What is needed
Below are records; count the lines in them that hold "typed" and give only the count.

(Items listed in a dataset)
>>>

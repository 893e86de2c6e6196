use std::fmt;

/// Logical data types flowing through arrays, columns, and expressions.
///
/// This is intentionally a flatter set than a full Arrow type system: the
/// engine only needs to reason about the types its functions, comparisons
/// and connectors actually dispatch on.
#[derive(Debug, Clone, PartialEq, Eq, Hash)]
pub enum DataType {
    /// Unknown/unresolved type. Used transiently before a literal or
    /// parameter has been typed; never appears on a bound column.
    Unknown,
    Null,
    Boolean,
    Int64,
    Float64,
    Utf8,
    Date32,
    Timestamp,
    Interval,
    /// A nested list, used by `UNNEST` targets and `GENERATE_SERIES`-style
    /// function datasets before they're flattened to a row-producing column.
    List(Box<DataType>),
    /// A disposition-tagged struct. Not otherwise structurally typed; the
    /// struct fields are looked up by [`crate::schema::Column`] disposition.
    Struct,
}

impl DataType {
    pub const fn is_numeric(&self) -> bool {
        matches!(self, DataType::Int64 | DataType::Float64)
    }

    /// Whether this type is one of the four the specification names as
    /// eligible for predicate pushdown into a connector (§4.4, §6).
    pub const fn is_pushable(&self) -> bool {
        matches!(
            self,
            DataType::Boolean | DataType::Float64 | DataType::Int64 | DataType::Utf8
        )
    }

    /// `true` when the type is not yet known; callers should not use this
    /// to reject a comparison (type 0 / unknown is ignored per §4.2).
    pub const fn is_unknown(&self) -> bool {
        matches!(self, DataType::Unknown)
    }
}

impl fmt::Display for DataType {
    fn fmt(&self, f: &mut fmt::Formatter<'_>) -> fmt::Result {
        match self {
            DataType::Unknown => write!(f, "UNKNOWN"),
            DataType::Null => write!(f, "NULL"),
            DataType::Boolean => write!(f, "BOOLEAN"),
            DataType::Int64 => write!(f, "INTEGER"),
            DataType::Float64 => write!(f, "DOUBLE"),
            DataType::Utf8 => write!(f, "VARCHAR"),
            DataType::Date32 => write!(f, "DATE"),
            DataType::Timestamp => write!(f, "TIMESTAMP"),
            DataType::Interval => write!(f, "INTERVAL"),
            DataType::List(inner) => write!(f, "ARRAY({inner})"),
            DataType::Struct => write!(f, "STRUCT"),
        }
    }
}
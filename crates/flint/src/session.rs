//! [`Connection`] and [`Session`] (§4.8): the embeddable surface that wires
//! parser → binder → optimizer → executor together and owns session state
//! across calls to `execute`.
//!
//! Grounded on `rayexec_execution/src/engine/session.rs`'s `Session::execute`
//! (parse one batch, plan each statement, drive it to a result stream) with
//! the scheduler/channel machinery dropped — there's no multi-connection
//! server here, so a `Session` just holds the catalog/variable state a
//! single caller's queries need.

use std::sync::Arc;

use flint_connector::{Connector, ConnectorRegistry, MemoryConnector, RegistryCatalog};
use flint_core::catalog::Catalog;
use flint_core::logical::{LogicalPlan, ShowColumnsStep, ShowVariableStep, Step};
use flint_error::{EngineError, ErrorKind, Result};
use flint_parser::Statement;
use flint_physical::evaluator::{evaluate, EvalCache};
use flint_physical::OperatorStream;
use flint_types::array::PrimitiveArray;
use flint_types::{Array, Morsel, ScalarValue};

use crate::catalog::SessionCatalog;
use crate::config::SessionConfig;
use crate::variables::{GlobalVariables, SessionVariables};

/// One statement's result: its output column names, in order, and the
/// morsel stream producing its rows. `Set`/`EXPLAIN`/`SHOW` statements
/// return a stream of at most one morsel; an ordinary query's stream is
/// however long the physical pipeline runs.
pub struct ExecutionResult {
    pub columns: Vec<String>,
    pub stream: OperatorStream,
}

/// Owns the connector registry and `@@name` globals shared by every
/// [`Session`] spawned from it (§4.8).
pub struct Connection {
    registry: Arc<ConnectorRegistry>,
    #[allow(dead_code)]
    config: SessionConfig,
    globals: Arc<GlobalVariables>,
}

impl Connection {
    pub fn new(config: SessionConfig) -> Self {
        let registry = ConnectorRegistry::new(Arc::new(MemoryConnector::new()));
        Connection { registry: Arc::new(registry), config, globals: GlobalVariables::new() }
    }

    /// Register `connector` to serve every relation whose name starts with
    /// `prefix` (§6, `DATASET_PREFIX_MAPPING`). Must be called before any
    /// `Session` is spawned — the registry is immutable once a query may be
    /// running against it (§5).
    pub fn register_connector(mut self, prefix: impl Into<String>, connector: Arc<dyn Connector>) -> Self {
        Arc::get_mut(&mut self.registry)
            .expect("register_connector called after a Session was already spawned")
            .register_prefix(prefix, connector);
        self
    }

    pub fn session(&self) -> Session {
        Session { registry: self.registry.clone(), globals: self.globals.clone(), variables: SessionVariables::new() }
    }
}

pub struct Session {
    registry: Arc<ConnectorRegistry>,
    globals: Arc<GlobalVariables>,
    variables: SessionVariables,
}

impl Session {
    /// Parse `sql` as a `;`-separated batch and plan+execute each statement
    /// in turn, binding `params` to the batch's `?` placeholders under
    /// `$1`, `$2`, ... (§6, `qmark` paramstyle).
    pub fn execute(&mut self, sql: &str, params: &[ScalarValue]) -> Result<Vec<ExecutionResult>> {
        tracing::debug!(num_params = params.len(), "executing batch");
        self.variables.bind_params(params);
        let statements = flint_parser::parse_statements(sql)?;
        statements.iter().map(|stmt| self.execute_statement(stmt)).collect()
    }

    fn execute_statement(&mut self, stmt: &Statement) -> Result<ExecutionResult> {
        let (plan, warnings) = {
            let registry_catalog = RegistryCatalog::new(self.registry.clone());
            let catalog = SessionCatalog::new(registry_catalog, &self.variables, self.globals.clone());
            flint_core::plan_statement(stmt, &catalog)?
        };
        for warning in &warnings {
            tracing::warn!(%warning, "non-fatal plan warning");
        }

        match &plan.step {
            Step::Set(set) => {
                let value = eval_scalar(&set.value, &self.registry)?;
                tracing::trace!(name = %set.name, session = set.session, "setting variable");
                if set.session {
                    self.variables.set_local(set.name.clone(), value);
                } else {
                    self.globals.set(set.name.clone(), value);
                }
                Ok(ExecutionResult { columns: Vec::new(), stream: Box::new(std::iter::empty()) })
            }
            Step::ShowColumns(show) => self.execute_show_columns(show),
            Step::ShowVariable(show) => self.execute_show_variable(show),
            Step::Explain(_) => self.execute_explain(&plan, &warnings),
            _ => self.execute_query(&plan),
        }
    }

    fn execute_show_columns(&self, show: &ShowColumnsStep) -> Result<ExecutionResult> {
        let relation = show.table.join(".");
        let registry_catalog = RegistryCatalog::new(self.registry.clone());
        let descriptor = registry_catalog.resolve_dataset(&relation)?;
        let names: Vec<String> = descriptor.schema.columns.iter().map(|c| c.name.clone()).collect();
        let types: Vec<String> = descriptor.schema.columns.iter().map(|c| c.data_type.to_string()).collect();
        single_morsel_result(
            vec!["name".to_string(), "type".to_string()],
            vec![Array::Utf8(PrimitiveArray::from_values(names)), Array::Utf8(PrimitiveArray::from_values(types))],
        )
    }

    fn execute_show_variable(&self, show: &ShowVariableStep) -> Result<ExecutionResult> {
        if show.name == "FUNCTIONS" {
            let names: Vec<String> = flint_core::functions::all_names().map(str::to_string).collect();
            return single_morsel_result(vec!["function".to_string()], vec![Array::Utf8(PrimitiveArray::from_values(names))]);
        }

        if show.name.is_empty() {
            let mut names = self.variables.names();
            names.extend(self.globals.names());
            let values: Vec<String> = names
                .iter()
                .map(|n| self.variables.get_local(n).or_else(|| self.globals.get(n)).map(|v| v.to_string()).unwrap_or_default())
                .collect();
            return single_morsel_result(
                vec!["name".to_string(), "value".to_string()],
                vec![Array::Utf8(PrimitiveArray::from_values(names)), Array::Utf8(PrimitiveArray::from_values(values))],
            );
        }

        let value = self.variables.get_local(&show.name).or_else(|| self.globals.get(&show.name)).ok_or_else(|| {
            EngineError::new(ErrorKind::VariableNotFound, format!("unknown variable '{}'", show.name)).with_qualifier(show.name.clone())
        })?;
        single_morsel_result(
            vec!["name".to_string(), "value".to_string()],
            vec![
                Array::Utf8(PrimitiveArray::from_values(vec![show.name.clone()])),
                Array::Utf8(PrimitiveArray::from_values(vec![value.to_string()])),
            ],
        )
    }

    fn execute_explain(&self, plan: &LogicalPlan, warnings: &[String]) -> Result<ExecutionResult> {
        let mut rendered = crate::explain::render(plan.only_child()).render();
        for warning in warnings {
            rendered.push_str("\nwarning: ");
            rendered.push_str(warning);
        }
        single_morsel_result(vec!["plan".to_string()], vec![Array::Utf8(PrimitiveArray::from_values(vec![rendered]))])
    }

    fn execute_query(&self, plan: &LogicalPlan) -> Result<ExecutionResult> {
        let columns = match &plan.step {
            Step::Exit(exit) => exit.columns.iter().map(|c| c.query_column.clone().unwrap_or_else(|| "column".to_string())).collect(),
            _ => Vec::new(),
        };
        let stream = flint_physical::build_physical_plan(plan, &self.registry)?;
        Ok(ExecutionResult { columns, stream })
    }
}

fn eval_scalar(expr: &flint_core::expr::Expr, registry: &Arc<ConnectorRegistry>) -> Result<ScalarValue> {
    let empty = Morsel::empty_with_num_rows(1);
    let mut cache = EvalCache::new();
    let arr = evaluate(expr, &empty, &[], registry, &mut cache)?;
    Ok(arr.scalar(0))
}

fn single_morsel_result(columns: Vec<String>, arrays: Vec<Array>) -> Result<ExecutionResult> {
    Ok(ExecutionResult { columns, stream: Box::new(std::iter::once(Morsel::try_new(arrays))) })
}

#[cfg(test)]
mod tests {
    use super::*;

    fn run(session: &mut Session, sql: &str) -> Vec<ExecutionResult> {
        session.execute(sql, &[]).unwrap()
    }

    #[test]
    fn selects_from_a_builtin_fixture() {
        let conn = Connection::new(SessionConfig::default());
        let mut session = conn.session();
        let mut results = run(&mut session, "SELECT name FROM $planets");
        let result = results.remove(0);
        assert_eq!(result.columns, vec!["name".to_string()]);
        let rows: usize = result.stream.map(|m| m.unwrap().num_rows()).sum();
        assert!(rows > 0);
    }

    #[test]
    fn set_and_read_back_a_session_variable() {
        let conn = Connection::new(SessionConfig::default());
        let mut session = conn.session();
        run(&mut session, "SET @threshold = 5");
        let mut results = run(&mut session, "SELECT @threshold AS t FROM $planets LIMIT 1");
        let result = results.remove(0);
        let morsel = result.stream.into_iter().next().unwrap().unwrap();
        assert_eq!(morsel.column(0).unwrap().scalar(0), ScalarValue::Int64(5));
    }

    #[test]
    fn explain_renders_a_plan_tree() {
        let conn = Connection::new(SessionConfig::default());
        let mut session = conn.session();
        let mut results = run(&mut session, "EXPLAIN SELECT name FROM $planets");
        let result = results.remove(0);
        let morsel = result.stream.into_iter().next().unwrap().unwrap();
        let rendered = match morsel.column(0).unwrap().scalar(0) {
            ScalarValue::Utf8(s) => s,
            other => panic!("expected a rendered plan string, got {other:?}"),
        };
        assert!(rendered.contains("Exit"));
    }

    #[test]
    fn unknown_variable_is_an_error() {
        let conn = Connection::new(SessionConfig::default());
        let mut session = conn.session();
        let err = session.execute("SHOW VARIABLE nope", &[]).unwrap_err();
        assert_eq!(err.kind(), ErrorKind::VariableNotFound);
    }
}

<<<

Answer area
2